◆ **What is being asked**: Where does "Regex" appear in the data? Return each line that holds it.

◆ **Dataset excerpts**:
════════════════
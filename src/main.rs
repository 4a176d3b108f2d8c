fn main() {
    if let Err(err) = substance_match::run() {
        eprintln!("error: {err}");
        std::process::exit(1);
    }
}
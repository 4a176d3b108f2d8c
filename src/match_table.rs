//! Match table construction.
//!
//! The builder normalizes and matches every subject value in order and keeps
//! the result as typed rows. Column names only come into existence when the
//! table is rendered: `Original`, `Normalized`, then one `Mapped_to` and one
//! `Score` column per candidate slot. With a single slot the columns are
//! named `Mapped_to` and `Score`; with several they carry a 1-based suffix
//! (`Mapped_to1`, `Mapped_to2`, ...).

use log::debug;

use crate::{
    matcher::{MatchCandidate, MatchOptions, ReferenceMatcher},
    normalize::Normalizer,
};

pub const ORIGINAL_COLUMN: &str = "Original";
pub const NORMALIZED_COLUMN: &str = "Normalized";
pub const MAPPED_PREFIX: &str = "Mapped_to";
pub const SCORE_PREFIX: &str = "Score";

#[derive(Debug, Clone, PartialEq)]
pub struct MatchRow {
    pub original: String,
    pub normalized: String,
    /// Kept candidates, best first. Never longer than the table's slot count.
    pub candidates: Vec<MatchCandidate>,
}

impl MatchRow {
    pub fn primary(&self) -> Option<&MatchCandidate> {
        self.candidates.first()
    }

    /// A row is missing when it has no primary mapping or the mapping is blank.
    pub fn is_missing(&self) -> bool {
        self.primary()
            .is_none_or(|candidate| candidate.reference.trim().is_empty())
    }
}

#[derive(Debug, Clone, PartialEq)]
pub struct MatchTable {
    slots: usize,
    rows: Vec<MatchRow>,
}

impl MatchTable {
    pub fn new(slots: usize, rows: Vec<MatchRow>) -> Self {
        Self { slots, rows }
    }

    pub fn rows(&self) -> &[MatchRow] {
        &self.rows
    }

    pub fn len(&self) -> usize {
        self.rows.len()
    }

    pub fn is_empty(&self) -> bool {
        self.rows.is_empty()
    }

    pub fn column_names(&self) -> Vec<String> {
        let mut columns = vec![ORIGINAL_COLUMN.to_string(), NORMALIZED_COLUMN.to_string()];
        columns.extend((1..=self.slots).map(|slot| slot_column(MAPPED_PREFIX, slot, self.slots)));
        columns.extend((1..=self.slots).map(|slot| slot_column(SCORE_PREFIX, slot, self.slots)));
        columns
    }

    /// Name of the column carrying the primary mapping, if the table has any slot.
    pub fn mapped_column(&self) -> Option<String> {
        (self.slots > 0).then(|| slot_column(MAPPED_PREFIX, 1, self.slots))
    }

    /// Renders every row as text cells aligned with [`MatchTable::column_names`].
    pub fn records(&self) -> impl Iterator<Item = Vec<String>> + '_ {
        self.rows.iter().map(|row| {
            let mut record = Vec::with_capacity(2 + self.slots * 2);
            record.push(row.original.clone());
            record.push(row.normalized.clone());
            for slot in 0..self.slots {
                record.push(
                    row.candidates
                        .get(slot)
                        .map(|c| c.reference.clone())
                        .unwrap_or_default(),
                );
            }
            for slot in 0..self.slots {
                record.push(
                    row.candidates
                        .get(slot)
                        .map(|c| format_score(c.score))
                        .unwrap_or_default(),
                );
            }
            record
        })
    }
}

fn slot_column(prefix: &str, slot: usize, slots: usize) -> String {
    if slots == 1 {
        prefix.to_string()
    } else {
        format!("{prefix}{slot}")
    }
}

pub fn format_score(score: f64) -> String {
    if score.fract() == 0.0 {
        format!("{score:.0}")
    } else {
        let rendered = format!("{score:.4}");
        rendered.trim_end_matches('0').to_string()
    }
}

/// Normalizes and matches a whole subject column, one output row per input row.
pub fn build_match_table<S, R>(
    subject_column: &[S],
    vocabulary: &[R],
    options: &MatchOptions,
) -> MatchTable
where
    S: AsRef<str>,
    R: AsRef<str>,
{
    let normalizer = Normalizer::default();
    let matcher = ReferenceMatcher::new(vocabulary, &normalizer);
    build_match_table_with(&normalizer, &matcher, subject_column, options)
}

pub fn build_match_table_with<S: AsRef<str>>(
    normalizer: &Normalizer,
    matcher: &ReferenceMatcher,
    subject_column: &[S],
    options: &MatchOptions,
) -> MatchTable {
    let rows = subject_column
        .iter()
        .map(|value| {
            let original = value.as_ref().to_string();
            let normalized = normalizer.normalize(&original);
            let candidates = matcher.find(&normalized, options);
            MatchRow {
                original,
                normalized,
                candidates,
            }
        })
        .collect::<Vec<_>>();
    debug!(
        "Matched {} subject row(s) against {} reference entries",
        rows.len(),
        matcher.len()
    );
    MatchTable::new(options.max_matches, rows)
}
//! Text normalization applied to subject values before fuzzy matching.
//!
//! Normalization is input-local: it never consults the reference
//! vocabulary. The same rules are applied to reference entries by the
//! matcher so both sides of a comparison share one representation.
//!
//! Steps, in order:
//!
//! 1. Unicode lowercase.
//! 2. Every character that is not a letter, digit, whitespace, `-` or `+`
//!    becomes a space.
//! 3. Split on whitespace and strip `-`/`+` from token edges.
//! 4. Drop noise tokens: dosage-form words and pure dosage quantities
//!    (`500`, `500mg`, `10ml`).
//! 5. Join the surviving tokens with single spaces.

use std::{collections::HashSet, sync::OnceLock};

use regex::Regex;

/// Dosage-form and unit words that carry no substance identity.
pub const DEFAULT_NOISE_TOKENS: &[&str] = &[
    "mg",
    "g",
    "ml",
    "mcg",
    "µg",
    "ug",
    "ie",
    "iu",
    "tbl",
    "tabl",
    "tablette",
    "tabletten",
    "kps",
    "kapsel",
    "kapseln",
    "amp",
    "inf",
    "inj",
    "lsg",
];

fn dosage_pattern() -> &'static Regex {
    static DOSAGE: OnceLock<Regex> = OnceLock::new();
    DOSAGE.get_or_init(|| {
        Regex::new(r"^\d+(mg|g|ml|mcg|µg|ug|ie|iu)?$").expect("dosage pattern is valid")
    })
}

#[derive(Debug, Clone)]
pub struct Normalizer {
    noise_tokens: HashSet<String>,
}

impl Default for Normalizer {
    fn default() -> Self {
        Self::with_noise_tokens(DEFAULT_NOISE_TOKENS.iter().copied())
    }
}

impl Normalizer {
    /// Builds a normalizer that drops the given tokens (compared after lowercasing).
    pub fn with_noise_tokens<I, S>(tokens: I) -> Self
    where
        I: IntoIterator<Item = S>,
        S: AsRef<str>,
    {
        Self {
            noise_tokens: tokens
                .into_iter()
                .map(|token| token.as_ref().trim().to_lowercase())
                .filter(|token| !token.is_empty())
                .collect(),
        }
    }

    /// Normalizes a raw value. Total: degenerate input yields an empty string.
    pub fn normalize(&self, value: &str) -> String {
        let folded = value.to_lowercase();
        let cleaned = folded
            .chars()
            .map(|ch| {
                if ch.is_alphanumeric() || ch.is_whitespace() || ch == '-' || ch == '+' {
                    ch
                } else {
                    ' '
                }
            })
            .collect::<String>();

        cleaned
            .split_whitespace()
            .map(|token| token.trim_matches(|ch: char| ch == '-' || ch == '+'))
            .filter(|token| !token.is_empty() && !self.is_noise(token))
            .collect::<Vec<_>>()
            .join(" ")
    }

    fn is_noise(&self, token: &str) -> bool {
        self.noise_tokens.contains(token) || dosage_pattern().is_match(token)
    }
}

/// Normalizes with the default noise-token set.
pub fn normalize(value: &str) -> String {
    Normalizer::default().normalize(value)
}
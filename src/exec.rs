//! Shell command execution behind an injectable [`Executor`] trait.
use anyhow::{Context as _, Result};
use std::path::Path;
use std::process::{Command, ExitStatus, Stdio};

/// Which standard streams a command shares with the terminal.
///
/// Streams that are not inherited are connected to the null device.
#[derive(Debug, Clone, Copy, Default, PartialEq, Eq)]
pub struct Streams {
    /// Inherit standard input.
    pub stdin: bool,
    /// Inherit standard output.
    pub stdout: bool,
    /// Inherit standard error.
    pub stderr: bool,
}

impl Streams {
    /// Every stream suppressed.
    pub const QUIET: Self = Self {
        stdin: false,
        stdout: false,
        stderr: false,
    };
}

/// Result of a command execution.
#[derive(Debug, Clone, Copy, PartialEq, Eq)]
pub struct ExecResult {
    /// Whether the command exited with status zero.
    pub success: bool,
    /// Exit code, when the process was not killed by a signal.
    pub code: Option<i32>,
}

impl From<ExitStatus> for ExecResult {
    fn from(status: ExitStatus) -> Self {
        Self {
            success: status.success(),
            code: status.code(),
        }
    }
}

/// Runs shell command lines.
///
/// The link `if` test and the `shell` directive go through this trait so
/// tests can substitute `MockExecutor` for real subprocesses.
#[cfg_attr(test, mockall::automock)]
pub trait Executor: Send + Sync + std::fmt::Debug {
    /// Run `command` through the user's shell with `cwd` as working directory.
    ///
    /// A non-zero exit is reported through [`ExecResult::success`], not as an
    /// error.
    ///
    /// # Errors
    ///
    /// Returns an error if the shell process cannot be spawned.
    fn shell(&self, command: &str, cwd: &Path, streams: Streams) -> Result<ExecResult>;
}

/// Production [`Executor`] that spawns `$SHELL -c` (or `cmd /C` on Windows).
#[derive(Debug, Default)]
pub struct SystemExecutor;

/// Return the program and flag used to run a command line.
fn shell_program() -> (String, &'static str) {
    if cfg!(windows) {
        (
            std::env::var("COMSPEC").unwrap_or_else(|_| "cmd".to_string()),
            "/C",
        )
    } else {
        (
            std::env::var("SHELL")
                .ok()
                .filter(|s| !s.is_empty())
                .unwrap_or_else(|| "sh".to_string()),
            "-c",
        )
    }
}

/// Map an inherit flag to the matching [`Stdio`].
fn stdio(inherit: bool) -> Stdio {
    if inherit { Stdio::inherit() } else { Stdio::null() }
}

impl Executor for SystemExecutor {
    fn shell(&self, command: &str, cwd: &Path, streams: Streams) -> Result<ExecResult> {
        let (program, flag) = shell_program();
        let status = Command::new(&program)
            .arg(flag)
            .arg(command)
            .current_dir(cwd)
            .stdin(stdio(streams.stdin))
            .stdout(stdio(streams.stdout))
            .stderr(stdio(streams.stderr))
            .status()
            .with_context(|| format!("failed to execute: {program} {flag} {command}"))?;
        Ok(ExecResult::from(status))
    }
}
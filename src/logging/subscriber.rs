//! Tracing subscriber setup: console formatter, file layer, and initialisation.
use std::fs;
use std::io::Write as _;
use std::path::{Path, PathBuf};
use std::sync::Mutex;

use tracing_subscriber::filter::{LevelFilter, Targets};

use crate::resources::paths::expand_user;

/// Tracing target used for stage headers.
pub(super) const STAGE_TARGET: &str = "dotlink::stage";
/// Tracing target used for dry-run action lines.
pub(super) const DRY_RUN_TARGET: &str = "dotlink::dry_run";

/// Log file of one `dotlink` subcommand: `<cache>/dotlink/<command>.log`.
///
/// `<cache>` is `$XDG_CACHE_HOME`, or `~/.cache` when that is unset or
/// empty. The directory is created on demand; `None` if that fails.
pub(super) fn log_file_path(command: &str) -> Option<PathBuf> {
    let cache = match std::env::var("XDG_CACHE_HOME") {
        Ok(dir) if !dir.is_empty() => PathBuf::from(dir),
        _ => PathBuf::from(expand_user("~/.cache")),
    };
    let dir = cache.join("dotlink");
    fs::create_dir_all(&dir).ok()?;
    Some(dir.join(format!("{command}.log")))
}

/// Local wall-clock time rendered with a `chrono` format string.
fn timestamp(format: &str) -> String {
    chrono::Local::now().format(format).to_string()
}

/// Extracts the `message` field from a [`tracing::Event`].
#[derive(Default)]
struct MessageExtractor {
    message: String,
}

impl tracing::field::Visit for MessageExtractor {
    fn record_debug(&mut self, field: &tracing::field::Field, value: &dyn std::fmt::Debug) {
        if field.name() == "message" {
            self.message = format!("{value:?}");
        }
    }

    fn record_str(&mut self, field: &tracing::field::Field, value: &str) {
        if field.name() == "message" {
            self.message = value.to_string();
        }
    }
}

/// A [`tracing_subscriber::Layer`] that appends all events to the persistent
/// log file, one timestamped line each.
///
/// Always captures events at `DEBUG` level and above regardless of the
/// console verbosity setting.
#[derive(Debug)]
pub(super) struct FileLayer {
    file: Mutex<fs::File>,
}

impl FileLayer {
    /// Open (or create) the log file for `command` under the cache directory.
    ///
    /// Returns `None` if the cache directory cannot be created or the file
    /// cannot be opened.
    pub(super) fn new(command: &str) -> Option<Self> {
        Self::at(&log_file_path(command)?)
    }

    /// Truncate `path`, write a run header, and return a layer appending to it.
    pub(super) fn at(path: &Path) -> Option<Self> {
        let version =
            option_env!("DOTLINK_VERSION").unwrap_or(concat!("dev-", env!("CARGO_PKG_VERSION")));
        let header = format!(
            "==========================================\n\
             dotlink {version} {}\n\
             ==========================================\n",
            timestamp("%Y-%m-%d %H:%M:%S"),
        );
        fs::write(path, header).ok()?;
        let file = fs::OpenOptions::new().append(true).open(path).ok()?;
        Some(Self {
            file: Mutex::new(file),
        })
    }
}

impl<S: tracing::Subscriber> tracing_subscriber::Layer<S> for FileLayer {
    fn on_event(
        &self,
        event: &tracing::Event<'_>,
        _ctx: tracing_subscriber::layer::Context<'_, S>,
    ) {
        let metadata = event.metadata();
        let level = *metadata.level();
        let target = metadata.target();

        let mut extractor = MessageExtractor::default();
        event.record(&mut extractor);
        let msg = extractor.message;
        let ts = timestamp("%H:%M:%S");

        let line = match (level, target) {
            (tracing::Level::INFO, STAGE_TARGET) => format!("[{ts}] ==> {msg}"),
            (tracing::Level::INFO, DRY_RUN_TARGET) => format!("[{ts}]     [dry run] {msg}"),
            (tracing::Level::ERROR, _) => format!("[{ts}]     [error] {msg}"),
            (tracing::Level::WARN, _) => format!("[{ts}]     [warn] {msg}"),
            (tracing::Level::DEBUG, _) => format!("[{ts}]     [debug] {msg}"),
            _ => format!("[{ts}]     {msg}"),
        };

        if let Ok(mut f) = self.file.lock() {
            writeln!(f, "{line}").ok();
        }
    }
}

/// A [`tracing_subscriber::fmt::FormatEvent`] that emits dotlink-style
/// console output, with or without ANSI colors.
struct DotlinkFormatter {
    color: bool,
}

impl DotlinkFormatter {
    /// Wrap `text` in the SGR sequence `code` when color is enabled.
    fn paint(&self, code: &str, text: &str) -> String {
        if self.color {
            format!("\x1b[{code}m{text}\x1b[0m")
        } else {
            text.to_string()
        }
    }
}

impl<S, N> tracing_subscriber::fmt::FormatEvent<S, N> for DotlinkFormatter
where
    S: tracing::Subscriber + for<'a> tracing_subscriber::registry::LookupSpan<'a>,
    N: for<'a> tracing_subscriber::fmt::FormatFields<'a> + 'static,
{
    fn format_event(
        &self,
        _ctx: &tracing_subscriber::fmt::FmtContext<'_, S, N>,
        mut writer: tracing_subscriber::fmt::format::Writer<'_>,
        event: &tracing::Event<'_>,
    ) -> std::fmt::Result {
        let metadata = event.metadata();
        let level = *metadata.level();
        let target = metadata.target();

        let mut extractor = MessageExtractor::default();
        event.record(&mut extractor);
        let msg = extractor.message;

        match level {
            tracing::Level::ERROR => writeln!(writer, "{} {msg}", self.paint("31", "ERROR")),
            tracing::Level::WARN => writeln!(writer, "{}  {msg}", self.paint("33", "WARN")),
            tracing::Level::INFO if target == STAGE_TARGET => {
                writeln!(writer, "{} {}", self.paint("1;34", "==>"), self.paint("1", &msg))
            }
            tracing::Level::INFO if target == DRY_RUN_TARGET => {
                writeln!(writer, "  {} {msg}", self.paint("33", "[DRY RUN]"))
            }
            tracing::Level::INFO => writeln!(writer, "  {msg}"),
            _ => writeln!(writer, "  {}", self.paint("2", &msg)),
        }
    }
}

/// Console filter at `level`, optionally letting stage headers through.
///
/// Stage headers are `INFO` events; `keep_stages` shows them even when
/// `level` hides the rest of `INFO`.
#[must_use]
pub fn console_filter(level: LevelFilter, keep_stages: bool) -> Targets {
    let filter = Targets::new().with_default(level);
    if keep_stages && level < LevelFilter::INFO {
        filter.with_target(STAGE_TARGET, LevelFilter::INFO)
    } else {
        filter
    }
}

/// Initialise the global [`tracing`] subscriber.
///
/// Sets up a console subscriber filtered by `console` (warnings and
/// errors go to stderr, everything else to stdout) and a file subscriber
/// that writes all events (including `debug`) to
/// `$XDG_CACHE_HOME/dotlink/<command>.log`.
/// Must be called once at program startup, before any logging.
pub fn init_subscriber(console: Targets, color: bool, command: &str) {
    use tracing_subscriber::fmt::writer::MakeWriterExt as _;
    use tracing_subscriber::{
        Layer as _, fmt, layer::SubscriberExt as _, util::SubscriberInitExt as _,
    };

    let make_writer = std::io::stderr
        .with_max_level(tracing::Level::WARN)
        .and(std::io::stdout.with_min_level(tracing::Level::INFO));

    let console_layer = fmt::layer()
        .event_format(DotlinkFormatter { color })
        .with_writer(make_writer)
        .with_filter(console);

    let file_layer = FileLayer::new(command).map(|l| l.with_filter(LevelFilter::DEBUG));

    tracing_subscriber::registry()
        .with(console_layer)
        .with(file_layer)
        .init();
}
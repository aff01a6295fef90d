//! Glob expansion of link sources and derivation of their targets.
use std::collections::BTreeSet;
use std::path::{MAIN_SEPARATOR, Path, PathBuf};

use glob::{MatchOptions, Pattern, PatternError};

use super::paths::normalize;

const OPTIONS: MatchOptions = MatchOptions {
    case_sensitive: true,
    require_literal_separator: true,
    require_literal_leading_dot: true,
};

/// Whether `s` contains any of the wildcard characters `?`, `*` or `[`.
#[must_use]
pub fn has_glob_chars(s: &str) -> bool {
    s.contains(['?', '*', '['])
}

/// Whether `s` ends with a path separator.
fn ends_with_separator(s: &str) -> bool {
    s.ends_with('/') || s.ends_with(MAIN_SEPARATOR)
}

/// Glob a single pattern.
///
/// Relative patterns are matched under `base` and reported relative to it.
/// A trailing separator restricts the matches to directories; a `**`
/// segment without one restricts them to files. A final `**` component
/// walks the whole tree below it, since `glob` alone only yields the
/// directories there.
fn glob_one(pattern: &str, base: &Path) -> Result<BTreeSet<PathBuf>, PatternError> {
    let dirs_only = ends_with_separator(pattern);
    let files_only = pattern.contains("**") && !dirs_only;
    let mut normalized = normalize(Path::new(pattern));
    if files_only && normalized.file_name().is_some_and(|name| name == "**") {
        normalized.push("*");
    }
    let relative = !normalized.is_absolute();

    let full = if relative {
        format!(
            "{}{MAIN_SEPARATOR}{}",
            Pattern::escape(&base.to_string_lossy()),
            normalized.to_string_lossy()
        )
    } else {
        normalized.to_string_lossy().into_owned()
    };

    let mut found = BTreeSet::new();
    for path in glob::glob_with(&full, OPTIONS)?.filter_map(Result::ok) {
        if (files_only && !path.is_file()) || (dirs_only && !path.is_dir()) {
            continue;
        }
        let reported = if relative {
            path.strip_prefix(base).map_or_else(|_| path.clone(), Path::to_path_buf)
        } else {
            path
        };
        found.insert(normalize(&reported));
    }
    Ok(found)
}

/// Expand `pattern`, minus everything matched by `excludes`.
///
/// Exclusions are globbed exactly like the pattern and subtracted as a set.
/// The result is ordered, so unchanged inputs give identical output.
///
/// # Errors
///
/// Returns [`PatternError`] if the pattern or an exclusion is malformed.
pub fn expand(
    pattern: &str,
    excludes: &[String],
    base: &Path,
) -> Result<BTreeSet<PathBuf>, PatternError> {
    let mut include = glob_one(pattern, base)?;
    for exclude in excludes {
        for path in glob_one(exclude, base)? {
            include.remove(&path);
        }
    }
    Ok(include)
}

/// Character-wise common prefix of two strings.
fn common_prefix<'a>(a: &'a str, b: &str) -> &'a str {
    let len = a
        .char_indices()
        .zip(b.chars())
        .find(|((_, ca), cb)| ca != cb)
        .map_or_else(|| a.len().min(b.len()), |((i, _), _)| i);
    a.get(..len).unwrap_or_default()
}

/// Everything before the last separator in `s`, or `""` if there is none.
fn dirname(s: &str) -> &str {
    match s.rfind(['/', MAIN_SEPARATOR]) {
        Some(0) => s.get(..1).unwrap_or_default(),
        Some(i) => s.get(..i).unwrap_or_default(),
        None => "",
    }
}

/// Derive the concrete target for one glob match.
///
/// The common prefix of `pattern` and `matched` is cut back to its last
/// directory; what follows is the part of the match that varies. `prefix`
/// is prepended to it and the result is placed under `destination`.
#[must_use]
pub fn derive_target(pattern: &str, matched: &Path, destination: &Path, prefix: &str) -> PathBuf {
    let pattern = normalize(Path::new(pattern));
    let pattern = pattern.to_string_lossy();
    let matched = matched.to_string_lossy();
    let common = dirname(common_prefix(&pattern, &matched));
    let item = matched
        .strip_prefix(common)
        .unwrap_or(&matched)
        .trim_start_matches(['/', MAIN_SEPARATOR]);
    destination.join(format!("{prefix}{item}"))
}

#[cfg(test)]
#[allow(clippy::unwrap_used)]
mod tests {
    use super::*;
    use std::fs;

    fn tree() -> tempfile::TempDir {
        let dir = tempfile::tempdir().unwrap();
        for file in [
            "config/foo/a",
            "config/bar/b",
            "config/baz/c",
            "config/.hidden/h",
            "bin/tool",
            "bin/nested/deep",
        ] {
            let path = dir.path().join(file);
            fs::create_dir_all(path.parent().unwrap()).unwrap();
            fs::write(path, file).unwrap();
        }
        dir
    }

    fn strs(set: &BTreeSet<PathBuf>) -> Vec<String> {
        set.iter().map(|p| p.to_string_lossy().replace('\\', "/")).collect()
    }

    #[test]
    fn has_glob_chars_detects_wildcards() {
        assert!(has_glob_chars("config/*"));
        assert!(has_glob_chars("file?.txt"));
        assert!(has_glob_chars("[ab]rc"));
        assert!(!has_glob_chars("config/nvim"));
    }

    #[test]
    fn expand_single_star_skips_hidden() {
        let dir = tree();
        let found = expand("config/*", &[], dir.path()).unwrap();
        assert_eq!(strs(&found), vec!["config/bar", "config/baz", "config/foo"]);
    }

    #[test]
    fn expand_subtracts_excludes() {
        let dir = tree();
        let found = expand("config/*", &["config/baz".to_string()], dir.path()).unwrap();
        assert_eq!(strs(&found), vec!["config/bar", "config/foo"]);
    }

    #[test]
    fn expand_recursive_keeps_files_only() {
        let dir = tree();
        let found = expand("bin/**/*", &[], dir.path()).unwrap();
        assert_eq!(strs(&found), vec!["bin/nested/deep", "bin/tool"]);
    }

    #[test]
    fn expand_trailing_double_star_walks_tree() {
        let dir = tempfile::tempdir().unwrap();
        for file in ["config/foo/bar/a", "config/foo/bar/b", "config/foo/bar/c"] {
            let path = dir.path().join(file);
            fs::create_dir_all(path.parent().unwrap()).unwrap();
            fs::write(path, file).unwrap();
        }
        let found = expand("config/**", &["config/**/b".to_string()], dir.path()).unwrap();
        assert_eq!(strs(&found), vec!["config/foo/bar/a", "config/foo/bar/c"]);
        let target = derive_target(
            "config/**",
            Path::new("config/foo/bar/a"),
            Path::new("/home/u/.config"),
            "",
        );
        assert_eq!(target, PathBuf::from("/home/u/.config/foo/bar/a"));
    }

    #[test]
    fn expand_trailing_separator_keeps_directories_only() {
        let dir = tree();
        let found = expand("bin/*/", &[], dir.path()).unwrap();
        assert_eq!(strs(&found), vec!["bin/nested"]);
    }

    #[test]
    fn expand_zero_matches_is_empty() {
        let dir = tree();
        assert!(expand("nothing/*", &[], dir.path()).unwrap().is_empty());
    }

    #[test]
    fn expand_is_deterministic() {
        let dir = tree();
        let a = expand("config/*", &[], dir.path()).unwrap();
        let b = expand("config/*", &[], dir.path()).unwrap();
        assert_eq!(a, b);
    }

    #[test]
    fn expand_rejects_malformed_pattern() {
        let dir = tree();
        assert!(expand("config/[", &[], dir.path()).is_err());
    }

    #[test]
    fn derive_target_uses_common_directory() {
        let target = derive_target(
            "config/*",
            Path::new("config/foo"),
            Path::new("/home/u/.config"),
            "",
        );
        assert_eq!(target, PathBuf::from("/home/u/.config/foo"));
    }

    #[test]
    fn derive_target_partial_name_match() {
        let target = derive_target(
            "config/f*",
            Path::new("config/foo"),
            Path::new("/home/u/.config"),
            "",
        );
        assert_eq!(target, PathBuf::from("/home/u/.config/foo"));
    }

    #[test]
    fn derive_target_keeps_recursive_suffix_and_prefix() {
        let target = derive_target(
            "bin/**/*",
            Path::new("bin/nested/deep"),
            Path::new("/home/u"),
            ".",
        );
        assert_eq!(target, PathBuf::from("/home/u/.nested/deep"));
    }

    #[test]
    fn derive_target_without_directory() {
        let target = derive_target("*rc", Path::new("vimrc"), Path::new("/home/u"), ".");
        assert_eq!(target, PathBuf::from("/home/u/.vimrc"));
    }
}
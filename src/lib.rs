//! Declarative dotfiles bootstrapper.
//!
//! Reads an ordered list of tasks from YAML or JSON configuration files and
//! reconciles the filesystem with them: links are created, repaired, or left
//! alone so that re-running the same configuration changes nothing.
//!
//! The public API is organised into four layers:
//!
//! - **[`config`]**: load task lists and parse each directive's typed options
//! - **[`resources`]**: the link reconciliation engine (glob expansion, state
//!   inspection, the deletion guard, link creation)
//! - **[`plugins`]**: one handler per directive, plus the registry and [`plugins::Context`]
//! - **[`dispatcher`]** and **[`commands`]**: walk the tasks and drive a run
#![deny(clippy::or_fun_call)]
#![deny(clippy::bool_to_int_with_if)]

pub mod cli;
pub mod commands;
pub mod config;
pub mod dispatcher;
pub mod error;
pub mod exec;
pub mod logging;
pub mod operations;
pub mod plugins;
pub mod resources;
════════════════
◆ **Task output**:
use regex::Regex;
fn dosage_pattern() -> &'static Regex {
    static DOSAGE: OnceLock<Regex> = OnceLock::new();
        Regex::new(r"^\d+(mg|g|ml|mcg|µg|ug|ie|iu)?$").expect("dosage pattern is valid")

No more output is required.